Provided records: Begin

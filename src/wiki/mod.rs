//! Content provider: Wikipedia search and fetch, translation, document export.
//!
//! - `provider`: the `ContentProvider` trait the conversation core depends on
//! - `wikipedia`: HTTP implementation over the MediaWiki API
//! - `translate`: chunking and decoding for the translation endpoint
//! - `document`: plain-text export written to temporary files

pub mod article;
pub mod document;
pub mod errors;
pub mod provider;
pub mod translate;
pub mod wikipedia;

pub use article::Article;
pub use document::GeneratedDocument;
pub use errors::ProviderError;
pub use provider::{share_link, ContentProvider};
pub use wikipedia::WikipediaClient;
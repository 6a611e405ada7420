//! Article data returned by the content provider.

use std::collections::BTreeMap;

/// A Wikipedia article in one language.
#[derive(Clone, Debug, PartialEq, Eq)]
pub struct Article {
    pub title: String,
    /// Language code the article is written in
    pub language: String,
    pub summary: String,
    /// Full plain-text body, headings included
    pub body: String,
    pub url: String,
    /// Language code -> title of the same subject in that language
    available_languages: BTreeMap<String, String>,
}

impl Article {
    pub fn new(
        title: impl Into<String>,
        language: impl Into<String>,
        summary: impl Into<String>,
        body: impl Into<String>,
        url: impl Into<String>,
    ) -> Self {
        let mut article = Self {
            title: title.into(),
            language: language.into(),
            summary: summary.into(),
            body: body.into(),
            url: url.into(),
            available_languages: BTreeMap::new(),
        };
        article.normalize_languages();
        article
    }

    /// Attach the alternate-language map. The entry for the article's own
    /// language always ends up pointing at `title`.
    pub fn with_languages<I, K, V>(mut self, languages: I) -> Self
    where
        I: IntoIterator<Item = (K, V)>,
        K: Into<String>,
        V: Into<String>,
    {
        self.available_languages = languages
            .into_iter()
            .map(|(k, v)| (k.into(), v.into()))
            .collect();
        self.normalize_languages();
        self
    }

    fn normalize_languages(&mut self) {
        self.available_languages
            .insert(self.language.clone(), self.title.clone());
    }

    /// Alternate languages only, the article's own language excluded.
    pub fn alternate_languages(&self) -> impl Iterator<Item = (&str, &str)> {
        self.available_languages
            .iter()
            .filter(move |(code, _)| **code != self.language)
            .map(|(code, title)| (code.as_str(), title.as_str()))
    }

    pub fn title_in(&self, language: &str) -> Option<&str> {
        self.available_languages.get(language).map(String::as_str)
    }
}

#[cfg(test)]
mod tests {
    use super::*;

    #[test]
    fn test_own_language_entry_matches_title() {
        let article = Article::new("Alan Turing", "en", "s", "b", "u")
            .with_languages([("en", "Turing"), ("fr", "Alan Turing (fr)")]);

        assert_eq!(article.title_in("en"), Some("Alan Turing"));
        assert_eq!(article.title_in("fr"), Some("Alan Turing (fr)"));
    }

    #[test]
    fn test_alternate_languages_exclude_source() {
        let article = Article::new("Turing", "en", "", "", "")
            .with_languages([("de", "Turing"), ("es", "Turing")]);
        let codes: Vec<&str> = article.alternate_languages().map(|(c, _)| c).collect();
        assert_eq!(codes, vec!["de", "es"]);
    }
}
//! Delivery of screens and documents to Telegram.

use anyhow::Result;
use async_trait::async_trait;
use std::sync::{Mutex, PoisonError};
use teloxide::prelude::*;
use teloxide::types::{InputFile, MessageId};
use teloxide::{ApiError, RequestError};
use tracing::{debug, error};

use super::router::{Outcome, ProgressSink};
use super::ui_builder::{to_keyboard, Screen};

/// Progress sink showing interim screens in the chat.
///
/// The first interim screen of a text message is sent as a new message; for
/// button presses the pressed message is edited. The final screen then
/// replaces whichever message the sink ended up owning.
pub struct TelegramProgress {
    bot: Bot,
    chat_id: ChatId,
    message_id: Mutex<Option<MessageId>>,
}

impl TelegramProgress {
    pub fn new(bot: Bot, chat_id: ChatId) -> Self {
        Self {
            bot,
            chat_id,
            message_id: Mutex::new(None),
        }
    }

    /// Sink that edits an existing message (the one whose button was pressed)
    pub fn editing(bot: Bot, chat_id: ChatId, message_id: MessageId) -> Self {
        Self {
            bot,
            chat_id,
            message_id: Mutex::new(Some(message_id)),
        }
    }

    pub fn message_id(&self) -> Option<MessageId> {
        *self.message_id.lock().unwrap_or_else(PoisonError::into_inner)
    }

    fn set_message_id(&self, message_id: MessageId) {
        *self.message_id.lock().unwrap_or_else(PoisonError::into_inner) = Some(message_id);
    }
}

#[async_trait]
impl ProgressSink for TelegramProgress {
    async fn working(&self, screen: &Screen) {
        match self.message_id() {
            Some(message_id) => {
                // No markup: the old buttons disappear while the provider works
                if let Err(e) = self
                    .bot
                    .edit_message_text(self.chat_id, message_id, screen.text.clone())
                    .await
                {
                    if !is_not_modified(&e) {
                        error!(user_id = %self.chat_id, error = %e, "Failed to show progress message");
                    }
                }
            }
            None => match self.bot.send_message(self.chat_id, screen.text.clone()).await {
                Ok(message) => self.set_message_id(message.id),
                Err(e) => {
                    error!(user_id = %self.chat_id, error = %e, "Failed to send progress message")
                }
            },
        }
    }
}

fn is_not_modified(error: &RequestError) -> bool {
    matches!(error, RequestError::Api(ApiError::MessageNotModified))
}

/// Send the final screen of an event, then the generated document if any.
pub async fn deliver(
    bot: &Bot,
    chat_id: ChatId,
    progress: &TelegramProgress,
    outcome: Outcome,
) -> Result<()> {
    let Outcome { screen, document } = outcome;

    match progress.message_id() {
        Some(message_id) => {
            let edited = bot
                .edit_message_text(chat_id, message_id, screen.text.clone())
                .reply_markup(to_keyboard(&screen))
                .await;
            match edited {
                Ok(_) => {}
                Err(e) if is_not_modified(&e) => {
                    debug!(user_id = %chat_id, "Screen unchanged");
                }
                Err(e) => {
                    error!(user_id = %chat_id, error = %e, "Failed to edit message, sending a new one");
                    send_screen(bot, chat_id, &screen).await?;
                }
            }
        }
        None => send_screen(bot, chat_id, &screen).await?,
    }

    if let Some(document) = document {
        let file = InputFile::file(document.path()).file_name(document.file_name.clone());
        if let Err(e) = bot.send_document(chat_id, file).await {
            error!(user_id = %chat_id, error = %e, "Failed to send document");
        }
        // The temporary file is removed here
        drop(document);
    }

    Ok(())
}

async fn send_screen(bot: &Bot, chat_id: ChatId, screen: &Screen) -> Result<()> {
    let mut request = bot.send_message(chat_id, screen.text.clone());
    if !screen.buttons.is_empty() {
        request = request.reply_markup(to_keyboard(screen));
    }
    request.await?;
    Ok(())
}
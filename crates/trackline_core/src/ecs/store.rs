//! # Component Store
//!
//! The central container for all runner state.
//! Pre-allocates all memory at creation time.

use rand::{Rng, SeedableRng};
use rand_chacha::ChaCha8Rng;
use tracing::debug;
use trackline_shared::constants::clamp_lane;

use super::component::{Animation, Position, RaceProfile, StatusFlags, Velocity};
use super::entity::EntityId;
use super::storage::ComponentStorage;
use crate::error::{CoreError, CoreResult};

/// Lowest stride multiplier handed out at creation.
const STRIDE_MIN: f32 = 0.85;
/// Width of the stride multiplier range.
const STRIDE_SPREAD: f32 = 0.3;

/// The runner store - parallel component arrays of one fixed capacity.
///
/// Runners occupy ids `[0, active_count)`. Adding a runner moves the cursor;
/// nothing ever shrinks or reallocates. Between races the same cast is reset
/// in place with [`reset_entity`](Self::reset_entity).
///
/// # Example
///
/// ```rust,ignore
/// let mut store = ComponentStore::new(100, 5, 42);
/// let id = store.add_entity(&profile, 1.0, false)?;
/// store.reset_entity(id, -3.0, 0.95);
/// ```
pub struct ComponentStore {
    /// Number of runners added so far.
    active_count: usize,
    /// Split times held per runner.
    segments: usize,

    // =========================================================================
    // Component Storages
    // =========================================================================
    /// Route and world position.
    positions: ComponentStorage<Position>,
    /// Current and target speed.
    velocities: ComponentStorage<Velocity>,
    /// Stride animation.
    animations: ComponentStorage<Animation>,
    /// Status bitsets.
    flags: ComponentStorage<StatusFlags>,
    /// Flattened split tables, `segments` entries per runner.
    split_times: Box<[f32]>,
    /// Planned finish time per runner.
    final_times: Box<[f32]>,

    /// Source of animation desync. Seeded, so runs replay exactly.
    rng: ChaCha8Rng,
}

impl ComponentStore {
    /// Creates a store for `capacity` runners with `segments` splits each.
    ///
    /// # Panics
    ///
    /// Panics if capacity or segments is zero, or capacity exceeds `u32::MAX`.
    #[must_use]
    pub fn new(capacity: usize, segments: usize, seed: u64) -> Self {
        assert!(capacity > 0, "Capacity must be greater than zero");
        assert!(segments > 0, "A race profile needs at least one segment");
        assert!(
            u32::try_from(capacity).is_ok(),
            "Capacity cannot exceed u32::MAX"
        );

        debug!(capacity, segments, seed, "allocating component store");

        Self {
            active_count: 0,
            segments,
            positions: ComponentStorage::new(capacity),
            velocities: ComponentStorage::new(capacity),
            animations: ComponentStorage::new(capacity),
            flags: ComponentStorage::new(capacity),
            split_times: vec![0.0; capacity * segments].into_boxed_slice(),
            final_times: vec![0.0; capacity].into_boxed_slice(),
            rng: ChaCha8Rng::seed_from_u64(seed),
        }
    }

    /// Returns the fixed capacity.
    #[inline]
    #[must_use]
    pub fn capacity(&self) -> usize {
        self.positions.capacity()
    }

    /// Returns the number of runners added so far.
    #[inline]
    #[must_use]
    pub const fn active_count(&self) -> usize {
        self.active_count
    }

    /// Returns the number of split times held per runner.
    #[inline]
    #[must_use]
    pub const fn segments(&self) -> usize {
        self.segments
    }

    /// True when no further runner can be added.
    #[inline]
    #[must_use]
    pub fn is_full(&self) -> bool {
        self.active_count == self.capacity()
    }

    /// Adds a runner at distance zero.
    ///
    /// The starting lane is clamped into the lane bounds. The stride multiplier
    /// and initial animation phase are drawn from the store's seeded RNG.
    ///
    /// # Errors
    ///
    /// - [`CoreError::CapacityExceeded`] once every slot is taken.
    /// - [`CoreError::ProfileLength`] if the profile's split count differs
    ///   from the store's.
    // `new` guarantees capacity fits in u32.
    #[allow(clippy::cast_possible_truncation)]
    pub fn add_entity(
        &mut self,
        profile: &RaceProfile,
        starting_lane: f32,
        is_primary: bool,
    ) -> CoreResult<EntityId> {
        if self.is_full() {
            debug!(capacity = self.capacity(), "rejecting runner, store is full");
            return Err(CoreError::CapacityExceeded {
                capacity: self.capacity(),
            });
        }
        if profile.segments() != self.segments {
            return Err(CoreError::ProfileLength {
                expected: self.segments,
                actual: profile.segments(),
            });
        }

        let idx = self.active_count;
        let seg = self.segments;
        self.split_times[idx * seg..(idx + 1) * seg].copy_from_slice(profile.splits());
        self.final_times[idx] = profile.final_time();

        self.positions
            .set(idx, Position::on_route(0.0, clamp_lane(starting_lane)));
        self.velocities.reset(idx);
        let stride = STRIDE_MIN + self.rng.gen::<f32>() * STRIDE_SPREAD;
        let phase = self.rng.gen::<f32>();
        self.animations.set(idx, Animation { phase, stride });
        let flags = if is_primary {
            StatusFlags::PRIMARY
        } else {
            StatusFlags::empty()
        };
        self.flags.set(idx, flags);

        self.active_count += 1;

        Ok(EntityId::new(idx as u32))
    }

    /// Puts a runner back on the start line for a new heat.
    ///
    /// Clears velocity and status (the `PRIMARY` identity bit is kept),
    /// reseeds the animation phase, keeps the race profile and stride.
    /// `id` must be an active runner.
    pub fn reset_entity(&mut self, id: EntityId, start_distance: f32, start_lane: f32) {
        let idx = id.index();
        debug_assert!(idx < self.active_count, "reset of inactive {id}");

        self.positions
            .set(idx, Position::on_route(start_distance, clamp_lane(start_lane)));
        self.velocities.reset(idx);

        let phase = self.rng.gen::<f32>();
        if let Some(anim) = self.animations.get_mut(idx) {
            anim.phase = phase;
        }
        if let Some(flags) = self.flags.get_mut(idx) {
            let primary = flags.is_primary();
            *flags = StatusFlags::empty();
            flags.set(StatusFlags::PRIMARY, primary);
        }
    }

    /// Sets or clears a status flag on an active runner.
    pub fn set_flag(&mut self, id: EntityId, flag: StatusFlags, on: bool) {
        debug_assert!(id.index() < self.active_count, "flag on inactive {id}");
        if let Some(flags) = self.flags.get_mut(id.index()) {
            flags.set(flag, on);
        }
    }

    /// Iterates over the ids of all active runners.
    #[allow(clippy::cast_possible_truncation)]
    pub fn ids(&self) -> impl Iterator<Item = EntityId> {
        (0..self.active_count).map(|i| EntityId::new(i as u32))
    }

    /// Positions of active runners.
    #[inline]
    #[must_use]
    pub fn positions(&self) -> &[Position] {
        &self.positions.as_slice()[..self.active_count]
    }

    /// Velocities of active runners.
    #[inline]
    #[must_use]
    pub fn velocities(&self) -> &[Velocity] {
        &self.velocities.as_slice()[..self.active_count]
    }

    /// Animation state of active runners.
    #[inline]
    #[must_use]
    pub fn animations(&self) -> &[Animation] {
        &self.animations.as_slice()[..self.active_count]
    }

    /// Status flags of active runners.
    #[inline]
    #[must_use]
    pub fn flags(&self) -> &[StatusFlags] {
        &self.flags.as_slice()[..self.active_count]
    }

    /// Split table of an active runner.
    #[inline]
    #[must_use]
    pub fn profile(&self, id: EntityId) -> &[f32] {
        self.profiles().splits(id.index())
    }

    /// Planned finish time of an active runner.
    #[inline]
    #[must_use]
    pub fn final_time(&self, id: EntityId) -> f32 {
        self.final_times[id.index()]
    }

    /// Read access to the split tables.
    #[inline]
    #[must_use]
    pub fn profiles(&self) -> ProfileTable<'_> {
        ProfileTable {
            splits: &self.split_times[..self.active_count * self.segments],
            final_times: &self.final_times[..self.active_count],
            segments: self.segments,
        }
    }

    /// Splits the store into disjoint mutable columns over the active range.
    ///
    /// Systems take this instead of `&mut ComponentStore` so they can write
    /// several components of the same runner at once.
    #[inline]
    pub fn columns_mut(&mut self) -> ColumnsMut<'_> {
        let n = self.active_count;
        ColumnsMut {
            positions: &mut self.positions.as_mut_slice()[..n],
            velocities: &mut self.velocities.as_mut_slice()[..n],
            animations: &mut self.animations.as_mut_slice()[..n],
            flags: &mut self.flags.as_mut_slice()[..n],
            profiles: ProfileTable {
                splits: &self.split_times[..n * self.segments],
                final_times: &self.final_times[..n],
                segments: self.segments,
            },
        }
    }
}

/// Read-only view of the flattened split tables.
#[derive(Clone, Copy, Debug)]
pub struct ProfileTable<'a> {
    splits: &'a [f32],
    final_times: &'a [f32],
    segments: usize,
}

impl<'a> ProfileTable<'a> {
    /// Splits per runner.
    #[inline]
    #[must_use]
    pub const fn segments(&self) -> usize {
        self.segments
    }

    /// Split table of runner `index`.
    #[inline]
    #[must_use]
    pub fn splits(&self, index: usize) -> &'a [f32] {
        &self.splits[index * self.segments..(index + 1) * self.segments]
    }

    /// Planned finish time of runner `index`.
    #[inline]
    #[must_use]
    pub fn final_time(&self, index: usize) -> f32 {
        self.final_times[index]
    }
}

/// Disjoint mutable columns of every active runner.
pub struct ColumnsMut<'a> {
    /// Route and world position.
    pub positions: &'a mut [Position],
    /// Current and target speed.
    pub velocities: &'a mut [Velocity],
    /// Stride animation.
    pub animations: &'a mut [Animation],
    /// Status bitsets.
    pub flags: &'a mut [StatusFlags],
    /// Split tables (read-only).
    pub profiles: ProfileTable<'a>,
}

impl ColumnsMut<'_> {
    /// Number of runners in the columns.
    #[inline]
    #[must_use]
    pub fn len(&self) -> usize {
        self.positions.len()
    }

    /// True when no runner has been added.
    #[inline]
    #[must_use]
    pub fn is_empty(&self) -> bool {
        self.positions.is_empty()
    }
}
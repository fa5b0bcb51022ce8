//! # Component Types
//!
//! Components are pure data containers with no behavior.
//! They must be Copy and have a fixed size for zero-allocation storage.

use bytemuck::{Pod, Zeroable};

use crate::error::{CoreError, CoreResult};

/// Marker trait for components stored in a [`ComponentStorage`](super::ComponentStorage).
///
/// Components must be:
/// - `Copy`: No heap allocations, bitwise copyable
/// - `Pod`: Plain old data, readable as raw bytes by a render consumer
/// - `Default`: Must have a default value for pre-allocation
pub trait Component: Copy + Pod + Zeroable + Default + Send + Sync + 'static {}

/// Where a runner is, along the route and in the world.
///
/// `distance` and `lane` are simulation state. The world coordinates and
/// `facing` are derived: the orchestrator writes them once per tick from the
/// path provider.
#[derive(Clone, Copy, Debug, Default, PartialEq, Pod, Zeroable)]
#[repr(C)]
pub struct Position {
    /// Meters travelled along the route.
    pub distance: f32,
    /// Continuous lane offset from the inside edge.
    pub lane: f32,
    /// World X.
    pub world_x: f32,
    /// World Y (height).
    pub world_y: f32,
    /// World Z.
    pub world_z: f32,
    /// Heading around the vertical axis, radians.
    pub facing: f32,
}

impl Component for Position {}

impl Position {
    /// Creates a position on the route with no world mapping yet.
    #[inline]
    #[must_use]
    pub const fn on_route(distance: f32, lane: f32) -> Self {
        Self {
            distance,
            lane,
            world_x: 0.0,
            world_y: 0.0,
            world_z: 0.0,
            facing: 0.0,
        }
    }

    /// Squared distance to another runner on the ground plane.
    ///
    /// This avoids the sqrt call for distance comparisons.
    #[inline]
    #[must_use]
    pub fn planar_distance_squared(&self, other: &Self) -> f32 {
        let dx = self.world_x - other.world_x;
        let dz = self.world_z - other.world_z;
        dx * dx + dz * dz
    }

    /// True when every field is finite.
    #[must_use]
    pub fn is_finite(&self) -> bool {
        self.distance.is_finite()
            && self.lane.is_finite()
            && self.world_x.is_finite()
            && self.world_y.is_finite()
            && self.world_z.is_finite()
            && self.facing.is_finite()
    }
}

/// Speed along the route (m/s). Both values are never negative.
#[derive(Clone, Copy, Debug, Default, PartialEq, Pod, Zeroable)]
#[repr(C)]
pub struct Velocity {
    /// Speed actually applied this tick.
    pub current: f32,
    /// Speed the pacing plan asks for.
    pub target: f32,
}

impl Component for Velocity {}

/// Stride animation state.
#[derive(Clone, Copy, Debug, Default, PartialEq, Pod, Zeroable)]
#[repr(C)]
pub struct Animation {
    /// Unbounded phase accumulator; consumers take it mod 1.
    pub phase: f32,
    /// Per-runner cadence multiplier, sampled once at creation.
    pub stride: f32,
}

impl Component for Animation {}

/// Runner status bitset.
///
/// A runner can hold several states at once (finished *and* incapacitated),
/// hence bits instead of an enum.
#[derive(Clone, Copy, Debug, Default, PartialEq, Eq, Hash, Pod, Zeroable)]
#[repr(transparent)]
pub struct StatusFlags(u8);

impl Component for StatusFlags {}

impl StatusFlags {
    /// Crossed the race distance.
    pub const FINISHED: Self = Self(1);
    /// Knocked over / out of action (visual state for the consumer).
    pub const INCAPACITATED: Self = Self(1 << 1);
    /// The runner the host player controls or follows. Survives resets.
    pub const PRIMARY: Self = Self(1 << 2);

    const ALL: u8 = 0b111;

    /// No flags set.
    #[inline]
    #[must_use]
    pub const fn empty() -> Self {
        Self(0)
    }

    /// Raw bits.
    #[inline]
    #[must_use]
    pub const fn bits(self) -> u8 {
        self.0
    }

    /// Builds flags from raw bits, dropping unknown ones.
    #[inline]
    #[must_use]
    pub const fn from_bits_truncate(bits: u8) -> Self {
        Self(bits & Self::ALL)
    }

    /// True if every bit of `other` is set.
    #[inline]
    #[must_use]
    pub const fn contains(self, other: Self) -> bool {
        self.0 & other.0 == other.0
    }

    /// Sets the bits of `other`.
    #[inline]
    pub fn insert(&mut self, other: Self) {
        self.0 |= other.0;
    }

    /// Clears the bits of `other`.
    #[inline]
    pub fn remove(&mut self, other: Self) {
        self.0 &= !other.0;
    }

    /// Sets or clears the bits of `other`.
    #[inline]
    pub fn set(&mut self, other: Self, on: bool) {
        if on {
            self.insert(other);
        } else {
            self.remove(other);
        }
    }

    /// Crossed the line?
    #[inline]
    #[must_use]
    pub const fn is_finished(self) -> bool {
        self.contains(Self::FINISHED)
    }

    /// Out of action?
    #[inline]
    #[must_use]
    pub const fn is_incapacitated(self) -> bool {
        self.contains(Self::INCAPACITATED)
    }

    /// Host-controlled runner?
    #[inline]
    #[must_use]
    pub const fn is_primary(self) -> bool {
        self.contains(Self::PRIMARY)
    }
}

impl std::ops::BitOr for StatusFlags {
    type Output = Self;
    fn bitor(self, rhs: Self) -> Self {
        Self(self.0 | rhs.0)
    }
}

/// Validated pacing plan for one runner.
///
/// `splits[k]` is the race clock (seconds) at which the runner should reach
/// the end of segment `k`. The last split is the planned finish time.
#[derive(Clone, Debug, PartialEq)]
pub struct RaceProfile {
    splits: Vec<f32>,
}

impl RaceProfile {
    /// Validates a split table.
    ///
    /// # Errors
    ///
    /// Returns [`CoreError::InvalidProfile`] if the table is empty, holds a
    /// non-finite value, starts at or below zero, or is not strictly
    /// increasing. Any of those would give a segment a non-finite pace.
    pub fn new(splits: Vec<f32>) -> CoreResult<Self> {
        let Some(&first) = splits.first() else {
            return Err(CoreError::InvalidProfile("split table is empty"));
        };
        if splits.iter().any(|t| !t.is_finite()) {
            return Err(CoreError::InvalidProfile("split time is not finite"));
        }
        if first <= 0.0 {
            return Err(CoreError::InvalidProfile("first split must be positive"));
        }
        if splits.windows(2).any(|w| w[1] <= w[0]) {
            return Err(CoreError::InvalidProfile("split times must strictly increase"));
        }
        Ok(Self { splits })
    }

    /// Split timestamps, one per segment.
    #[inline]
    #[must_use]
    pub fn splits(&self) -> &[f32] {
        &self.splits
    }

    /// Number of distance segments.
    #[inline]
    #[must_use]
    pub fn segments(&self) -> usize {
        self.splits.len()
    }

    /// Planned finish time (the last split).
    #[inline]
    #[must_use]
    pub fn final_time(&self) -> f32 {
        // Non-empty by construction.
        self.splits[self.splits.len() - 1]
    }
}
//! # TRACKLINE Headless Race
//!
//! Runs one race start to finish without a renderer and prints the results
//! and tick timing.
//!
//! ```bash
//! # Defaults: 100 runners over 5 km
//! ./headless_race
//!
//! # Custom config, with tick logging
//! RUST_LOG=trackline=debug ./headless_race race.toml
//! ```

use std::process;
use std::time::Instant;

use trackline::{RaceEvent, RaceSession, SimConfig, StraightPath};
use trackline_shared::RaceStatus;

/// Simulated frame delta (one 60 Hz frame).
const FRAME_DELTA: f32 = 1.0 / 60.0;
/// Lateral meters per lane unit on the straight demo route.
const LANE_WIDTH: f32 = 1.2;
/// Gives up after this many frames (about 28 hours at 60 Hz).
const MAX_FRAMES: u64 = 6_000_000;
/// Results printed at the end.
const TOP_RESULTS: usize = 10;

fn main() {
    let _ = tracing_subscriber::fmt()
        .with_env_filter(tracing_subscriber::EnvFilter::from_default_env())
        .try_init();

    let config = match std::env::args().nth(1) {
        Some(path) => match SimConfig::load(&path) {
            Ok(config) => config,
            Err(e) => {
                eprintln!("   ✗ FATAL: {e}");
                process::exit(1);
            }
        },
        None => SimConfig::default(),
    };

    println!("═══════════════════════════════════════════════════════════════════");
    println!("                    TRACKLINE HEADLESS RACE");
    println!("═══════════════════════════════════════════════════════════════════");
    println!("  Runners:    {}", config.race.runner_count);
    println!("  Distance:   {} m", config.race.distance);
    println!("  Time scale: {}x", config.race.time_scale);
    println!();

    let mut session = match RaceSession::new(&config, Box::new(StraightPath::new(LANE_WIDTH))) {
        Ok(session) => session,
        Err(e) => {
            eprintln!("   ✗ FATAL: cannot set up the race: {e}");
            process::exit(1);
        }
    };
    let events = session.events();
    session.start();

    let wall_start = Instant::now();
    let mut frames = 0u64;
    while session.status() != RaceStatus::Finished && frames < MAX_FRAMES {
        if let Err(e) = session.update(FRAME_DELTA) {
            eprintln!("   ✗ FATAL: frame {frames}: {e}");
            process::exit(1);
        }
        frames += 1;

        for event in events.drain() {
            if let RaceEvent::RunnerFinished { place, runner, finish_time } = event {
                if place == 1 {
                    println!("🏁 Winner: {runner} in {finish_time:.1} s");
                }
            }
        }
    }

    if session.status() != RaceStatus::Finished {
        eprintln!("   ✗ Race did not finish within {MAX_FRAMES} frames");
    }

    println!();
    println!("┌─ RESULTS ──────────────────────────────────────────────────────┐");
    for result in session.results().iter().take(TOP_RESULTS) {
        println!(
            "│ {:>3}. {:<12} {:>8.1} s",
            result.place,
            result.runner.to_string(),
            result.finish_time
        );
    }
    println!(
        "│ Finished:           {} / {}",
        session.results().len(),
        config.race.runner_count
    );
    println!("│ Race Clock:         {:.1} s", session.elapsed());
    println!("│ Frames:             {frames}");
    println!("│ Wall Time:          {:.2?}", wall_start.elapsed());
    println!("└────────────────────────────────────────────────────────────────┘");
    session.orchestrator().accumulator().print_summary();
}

Provided records: End

**Prompt**
The lines to retype, exactly and only, run from the first line of the material through the line with "use std::collections::BTreeMap;".

**Solution for this problem**
filename src/wiki/mod.rs
//! Content provider: Wikipedia search and fetch, translation, document export.
//!
//! - `provider`: the `ContentProvider` trait the conversation core depends on
//! - `wikipedia`: HTTP implementation over the MediaWiki API
//! - `translate`: chunking and decoding for the translation endpoint
//! - `document`: plain-text export written to temporary files

pub mod article;
pub mod document;
pub mod errors;
pub mod provider;
pub mod translate;
pub mod wikipedia;

pub use article::Article;
pub use document::GeneratedDocument;
pub use errors::ProviderError;
pub use provider::{share_link, ContentProvider};
pub use wikipedia::WikipediaClient;
repository 6a611e405ada7420
//! Article data returned by the content provider.

use std::collections::BTreeMap;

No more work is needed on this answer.